▶ [What you have to do]: In the data below, find the line that contains "fn fmt(&self, f: &mut" and the line that contains "let mut bound: Vec<String> = vec![];". Copy both, plus every line between them, exactly.

▶ [Records excerpted from a collection]:
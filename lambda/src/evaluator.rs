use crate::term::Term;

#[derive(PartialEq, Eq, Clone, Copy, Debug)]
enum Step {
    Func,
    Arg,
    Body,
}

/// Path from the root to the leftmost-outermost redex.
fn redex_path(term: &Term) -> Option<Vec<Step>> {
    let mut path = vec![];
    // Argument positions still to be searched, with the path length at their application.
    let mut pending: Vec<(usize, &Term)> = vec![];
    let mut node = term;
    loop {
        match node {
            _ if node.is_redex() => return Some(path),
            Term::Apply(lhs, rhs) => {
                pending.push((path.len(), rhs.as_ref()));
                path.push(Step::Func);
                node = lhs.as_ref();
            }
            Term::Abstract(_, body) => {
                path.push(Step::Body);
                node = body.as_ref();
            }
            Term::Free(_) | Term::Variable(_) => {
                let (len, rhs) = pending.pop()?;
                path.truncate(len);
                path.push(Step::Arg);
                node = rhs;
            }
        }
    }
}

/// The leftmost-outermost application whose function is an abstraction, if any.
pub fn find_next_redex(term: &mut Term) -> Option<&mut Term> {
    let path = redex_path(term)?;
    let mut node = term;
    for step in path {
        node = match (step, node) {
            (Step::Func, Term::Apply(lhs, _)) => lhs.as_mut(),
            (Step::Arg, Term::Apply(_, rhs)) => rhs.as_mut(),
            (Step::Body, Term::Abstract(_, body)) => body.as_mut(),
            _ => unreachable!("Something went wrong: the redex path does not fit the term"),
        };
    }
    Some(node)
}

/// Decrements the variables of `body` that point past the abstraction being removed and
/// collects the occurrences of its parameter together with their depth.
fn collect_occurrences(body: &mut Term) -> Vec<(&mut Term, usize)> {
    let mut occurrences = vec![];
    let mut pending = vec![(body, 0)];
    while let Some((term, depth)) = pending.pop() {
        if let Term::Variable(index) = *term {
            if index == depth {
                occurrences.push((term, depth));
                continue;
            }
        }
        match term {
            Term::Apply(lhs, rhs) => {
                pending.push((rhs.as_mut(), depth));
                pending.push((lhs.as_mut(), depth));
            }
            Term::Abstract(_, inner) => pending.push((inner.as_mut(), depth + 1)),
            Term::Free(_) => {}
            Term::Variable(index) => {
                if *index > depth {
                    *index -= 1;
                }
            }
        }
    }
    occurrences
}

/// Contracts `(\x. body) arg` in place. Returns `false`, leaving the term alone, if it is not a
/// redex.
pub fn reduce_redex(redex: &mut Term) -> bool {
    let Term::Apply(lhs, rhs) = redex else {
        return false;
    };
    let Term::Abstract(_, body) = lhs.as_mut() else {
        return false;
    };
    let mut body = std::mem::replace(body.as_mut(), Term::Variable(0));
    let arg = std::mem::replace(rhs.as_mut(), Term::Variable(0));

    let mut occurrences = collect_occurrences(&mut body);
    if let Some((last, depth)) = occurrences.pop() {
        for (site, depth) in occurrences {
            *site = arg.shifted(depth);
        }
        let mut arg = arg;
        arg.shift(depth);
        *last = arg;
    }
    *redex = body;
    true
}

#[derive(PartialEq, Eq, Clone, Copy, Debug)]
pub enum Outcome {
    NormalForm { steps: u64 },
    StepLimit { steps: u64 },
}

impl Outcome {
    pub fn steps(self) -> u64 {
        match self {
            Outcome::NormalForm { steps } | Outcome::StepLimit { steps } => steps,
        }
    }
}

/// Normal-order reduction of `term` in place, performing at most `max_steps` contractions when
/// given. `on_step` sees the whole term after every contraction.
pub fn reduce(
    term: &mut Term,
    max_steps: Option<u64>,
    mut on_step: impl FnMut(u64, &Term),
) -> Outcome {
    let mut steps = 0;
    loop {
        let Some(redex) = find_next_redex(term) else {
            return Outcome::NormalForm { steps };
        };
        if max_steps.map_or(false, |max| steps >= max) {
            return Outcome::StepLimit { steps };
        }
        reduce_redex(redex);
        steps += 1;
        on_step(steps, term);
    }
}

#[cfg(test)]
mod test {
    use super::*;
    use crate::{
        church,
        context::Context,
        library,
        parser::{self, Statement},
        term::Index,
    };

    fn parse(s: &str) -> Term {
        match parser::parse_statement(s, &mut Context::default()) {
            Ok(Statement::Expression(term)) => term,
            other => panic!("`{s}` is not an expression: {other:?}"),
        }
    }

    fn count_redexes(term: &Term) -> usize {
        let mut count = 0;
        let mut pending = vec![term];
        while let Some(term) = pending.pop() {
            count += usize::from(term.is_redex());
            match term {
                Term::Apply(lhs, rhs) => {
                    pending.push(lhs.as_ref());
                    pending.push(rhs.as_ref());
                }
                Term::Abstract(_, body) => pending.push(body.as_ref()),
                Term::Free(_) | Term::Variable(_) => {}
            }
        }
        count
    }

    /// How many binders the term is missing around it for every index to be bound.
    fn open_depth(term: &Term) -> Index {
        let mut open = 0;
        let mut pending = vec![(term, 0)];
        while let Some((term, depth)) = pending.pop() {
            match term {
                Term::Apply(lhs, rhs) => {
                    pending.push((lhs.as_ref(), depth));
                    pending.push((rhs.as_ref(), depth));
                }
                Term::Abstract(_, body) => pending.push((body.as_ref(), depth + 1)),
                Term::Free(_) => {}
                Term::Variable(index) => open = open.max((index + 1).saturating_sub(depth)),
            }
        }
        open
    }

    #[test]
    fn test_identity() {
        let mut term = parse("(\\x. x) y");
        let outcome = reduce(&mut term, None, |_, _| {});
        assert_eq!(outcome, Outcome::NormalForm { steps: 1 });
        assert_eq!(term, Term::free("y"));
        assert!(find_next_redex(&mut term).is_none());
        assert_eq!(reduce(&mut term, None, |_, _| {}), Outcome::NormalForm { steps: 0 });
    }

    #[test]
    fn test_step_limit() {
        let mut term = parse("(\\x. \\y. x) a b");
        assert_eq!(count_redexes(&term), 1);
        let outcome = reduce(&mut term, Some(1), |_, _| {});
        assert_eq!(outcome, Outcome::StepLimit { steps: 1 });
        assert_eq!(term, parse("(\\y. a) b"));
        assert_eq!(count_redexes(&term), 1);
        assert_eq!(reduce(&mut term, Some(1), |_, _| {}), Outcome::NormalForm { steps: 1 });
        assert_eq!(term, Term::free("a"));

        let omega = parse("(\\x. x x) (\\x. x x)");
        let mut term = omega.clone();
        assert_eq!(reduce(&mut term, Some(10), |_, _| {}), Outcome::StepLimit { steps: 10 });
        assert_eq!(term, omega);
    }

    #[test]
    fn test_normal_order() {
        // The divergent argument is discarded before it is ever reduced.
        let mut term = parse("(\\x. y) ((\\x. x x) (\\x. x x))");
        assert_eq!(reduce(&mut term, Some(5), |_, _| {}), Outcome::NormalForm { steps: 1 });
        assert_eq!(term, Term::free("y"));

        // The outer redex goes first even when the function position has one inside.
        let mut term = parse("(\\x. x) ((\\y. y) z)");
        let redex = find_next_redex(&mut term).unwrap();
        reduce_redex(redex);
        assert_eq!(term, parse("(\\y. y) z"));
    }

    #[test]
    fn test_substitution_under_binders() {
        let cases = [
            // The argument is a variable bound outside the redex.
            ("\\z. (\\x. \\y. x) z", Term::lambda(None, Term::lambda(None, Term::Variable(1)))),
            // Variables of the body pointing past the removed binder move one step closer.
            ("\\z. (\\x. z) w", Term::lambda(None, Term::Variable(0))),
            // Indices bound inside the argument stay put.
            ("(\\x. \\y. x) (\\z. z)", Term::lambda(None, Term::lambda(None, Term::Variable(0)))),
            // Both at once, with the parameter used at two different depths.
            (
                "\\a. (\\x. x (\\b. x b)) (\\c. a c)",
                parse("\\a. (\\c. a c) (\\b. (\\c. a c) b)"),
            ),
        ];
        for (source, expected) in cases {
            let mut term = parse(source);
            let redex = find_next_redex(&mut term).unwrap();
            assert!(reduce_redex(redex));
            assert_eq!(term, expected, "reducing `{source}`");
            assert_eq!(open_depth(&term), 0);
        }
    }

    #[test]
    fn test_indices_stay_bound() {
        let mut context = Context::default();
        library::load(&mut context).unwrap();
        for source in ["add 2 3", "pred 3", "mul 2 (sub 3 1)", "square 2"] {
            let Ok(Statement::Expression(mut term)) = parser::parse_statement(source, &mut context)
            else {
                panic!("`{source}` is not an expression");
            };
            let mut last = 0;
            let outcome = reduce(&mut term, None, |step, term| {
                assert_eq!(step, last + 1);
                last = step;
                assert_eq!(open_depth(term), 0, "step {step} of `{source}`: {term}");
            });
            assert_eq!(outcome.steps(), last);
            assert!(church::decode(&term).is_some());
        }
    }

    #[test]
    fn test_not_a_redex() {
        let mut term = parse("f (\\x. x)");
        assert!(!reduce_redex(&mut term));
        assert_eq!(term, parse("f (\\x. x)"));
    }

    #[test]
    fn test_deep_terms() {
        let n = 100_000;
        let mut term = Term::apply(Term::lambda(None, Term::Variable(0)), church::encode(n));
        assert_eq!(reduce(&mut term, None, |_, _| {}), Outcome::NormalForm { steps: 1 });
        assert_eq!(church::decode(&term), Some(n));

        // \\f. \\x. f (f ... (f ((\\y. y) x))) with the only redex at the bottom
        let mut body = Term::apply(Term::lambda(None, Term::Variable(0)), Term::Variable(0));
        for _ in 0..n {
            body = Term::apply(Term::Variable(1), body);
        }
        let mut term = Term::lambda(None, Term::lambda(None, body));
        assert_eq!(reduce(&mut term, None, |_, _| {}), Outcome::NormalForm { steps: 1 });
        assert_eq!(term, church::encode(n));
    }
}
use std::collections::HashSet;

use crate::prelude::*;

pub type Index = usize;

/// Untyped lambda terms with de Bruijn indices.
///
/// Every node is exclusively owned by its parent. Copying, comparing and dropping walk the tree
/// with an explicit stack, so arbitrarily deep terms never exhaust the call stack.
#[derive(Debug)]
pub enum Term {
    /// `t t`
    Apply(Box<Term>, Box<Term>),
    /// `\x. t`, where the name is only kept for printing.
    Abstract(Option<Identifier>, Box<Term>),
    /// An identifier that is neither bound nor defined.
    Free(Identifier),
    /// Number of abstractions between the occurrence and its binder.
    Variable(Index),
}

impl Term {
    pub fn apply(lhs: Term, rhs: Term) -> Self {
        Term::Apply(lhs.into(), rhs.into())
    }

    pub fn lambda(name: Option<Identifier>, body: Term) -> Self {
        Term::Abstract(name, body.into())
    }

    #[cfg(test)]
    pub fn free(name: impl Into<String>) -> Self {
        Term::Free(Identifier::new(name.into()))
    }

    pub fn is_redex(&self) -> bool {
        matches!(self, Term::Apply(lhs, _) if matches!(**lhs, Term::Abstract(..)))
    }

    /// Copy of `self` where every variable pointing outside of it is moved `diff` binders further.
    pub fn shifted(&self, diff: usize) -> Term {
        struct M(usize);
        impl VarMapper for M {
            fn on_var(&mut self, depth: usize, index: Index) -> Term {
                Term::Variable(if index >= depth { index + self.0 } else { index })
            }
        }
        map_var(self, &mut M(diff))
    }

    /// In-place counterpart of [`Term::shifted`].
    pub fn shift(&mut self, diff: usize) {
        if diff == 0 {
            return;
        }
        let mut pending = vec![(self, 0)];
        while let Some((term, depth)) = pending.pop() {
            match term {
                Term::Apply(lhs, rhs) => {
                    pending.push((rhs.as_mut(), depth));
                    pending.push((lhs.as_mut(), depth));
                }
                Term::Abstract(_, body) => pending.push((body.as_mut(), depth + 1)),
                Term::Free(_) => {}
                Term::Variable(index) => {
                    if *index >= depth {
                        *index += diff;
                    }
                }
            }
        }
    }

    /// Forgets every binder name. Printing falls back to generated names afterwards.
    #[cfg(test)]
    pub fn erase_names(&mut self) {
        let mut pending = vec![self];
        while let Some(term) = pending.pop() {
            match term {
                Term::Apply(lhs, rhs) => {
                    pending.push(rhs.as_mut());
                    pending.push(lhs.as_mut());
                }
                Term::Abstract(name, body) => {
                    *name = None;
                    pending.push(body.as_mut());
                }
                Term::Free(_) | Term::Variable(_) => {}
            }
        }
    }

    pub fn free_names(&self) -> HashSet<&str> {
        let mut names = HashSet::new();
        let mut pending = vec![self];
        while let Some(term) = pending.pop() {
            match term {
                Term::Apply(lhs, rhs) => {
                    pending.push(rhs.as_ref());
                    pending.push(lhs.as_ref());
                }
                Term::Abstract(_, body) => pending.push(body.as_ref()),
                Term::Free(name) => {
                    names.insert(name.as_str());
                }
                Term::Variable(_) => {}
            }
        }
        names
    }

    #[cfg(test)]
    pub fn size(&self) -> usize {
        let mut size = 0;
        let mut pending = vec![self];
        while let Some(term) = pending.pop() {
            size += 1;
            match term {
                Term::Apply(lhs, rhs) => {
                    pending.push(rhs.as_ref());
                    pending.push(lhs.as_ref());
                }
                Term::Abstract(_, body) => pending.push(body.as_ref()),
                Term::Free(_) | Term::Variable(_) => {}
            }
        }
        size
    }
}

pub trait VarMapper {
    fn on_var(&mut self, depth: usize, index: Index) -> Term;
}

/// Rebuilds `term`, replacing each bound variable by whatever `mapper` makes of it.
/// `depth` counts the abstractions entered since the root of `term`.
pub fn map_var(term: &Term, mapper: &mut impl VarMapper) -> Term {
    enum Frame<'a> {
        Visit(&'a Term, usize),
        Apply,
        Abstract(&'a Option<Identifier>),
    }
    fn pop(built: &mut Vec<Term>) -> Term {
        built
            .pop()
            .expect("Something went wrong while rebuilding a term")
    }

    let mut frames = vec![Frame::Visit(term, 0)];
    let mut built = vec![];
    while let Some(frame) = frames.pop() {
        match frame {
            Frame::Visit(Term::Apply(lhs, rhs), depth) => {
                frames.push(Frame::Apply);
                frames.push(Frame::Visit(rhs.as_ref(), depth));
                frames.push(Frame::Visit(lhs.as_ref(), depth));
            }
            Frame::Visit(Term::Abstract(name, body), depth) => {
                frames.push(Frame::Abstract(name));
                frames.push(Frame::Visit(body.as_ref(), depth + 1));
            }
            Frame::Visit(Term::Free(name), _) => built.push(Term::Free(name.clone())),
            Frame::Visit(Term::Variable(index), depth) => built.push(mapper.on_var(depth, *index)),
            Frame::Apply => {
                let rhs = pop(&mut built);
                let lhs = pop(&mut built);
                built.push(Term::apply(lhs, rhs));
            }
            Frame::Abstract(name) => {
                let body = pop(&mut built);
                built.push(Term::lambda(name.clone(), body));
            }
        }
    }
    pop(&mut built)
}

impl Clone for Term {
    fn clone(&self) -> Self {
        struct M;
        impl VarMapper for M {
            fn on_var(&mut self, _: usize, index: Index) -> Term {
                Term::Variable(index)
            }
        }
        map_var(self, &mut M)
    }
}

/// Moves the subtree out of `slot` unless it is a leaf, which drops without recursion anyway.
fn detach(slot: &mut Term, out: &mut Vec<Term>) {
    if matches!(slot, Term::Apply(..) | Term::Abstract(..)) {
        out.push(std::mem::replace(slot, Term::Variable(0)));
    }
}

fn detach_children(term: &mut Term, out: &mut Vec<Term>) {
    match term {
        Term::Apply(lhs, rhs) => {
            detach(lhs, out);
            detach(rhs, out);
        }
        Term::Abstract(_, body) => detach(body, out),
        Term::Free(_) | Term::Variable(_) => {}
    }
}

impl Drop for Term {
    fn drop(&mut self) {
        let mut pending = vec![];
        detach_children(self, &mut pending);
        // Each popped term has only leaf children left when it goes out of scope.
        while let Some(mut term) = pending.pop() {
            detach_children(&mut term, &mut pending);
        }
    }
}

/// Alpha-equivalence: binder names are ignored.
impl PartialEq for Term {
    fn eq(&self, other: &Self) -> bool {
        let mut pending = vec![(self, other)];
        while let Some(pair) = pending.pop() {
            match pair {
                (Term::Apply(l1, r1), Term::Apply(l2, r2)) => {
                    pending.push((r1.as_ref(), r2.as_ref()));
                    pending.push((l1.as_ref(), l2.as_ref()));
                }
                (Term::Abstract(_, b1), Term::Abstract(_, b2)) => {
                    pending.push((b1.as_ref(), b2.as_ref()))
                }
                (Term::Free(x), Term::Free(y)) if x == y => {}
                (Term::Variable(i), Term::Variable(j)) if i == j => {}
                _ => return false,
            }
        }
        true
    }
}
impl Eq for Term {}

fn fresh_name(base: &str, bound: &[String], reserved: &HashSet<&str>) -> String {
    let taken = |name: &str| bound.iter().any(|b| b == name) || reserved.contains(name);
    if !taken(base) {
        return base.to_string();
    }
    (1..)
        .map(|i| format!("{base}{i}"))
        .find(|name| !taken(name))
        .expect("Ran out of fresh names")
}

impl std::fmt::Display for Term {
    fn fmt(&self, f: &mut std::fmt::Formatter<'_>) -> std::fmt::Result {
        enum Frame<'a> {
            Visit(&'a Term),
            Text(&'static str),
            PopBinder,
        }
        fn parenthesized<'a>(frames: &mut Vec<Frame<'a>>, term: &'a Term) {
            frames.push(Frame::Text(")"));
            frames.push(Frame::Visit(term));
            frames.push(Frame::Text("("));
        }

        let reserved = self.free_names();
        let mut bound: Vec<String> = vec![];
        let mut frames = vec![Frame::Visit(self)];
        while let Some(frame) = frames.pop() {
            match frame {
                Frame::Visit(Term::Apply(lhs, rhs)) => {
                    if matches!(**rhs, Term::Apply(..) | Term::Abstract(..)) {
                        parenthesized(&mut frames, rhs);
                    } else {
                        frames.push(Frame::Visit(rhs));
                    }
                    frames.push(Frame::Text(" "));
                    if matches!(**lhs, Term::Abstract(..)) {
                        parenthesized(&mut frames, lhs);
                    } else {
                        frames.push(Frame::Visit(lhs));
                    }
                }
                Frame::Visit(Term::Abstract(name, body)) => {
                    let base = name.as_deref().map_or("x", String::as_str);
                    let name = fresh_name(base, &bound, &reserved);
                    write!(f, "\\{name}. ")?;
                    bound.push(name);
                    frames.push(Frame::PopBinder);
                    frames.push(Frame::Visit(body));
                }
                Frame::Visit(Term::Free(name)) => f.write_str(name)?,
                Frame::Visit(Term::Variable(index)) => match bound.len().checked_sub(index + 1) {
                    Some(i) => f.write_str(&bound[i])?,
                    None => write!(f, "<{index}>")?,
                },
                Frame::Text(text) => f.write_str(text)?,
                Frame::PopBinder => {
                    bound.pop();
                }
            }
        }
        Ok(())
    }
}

▶ [Written reply]:
    fn fmt(&self, f: &mut std::fmt::Formatter<'_>) -> std::fmt::Result {
        enum Frame<'a> {
            Visit(&'a Term),
            Text(&'static str),
            PopBinder,
        }
        fn parenthesized<'a>(frames: &mut Vec<Frame<'a>>, term: &'a Term) {
            frames.push(Frame::Text(")"));
            frames.push(Frame::Visit(term));
            frames.push(Frame::Text("("));
        }

        let reserved = self.free_names();
        let mut bound: Vec<String> = vec![];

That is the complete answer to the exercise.